━━━ DATASET

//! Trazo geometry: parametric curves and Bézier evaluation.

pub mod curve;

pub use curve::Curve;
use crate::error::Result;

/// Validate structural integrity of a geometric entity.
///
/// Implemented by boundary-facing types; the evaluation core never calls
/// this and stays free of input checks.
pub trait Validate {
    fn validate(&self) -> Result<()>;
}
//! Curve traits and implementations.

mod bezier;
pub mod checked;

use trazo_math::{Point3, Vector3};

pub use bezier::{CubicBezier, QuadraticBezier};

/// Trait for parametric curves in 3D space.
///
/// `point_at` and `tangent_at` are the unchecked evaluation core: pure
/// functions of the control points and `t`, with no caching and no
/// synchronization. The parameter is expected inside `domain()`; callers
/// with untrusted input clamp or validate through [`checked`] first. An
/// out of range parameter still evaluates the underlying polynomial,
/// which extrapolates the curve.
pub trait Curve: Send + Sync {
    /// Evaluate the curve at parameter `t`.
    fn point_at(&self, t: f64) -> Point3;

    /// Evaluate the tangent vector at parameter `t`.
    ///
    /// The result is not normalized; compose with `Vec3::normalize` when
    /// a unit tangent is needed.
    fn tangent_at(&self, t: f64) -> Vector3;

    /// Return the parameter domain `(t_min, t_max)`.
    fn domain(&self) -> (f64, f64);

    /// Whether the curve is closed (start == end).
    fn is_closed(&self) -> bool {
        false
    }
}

━━━━━━

• _REQUIRED ACTION_: Please copy, exactly and with nothing else, the lines above beginning at the line that has "pub trait Validate" and ending with the line that has "fn tangent_at(&self, t: f64) -> Vector3;".

• _EXPECTED OUTPUT_:
pub trait Validate {
    fn validate(&self) -> Result<()>;
}
//! Curve traits and implementations.

mod bezier;
pub mod checked;

use trazo_math::{Point3, Vector3};

pub use bezier::{CubicBezier, QuadraticBezier};

/// Trait for parametric curves in 3D space.
///
/// `point_at` and `tangent_at` are the unchecked evaluation core: pure
/// functions of the control points and `t`, with no caching and no
/// synchronization. The parameter is expected inside `domain()`; callers
/// with untrusted input clamp or validate through [`checked`] first. An
/// out of range parameter still evaluates the underlying polynomial,
/// which extrapolates the curve.
pub trait Curve: Send + Sync {
    /// Evaluate the curve at parameter `t`.
    fn point_at(&self, t: f64) -> Point3;

    /// Evaluate the tangent vector at parameter `t`.
    ///
    /// The result is not normalized; compose with `Vec3::normalize` when
    /// a unit tangent is needed.
    fn tangent_at(&self, t: f64) -> Vector3;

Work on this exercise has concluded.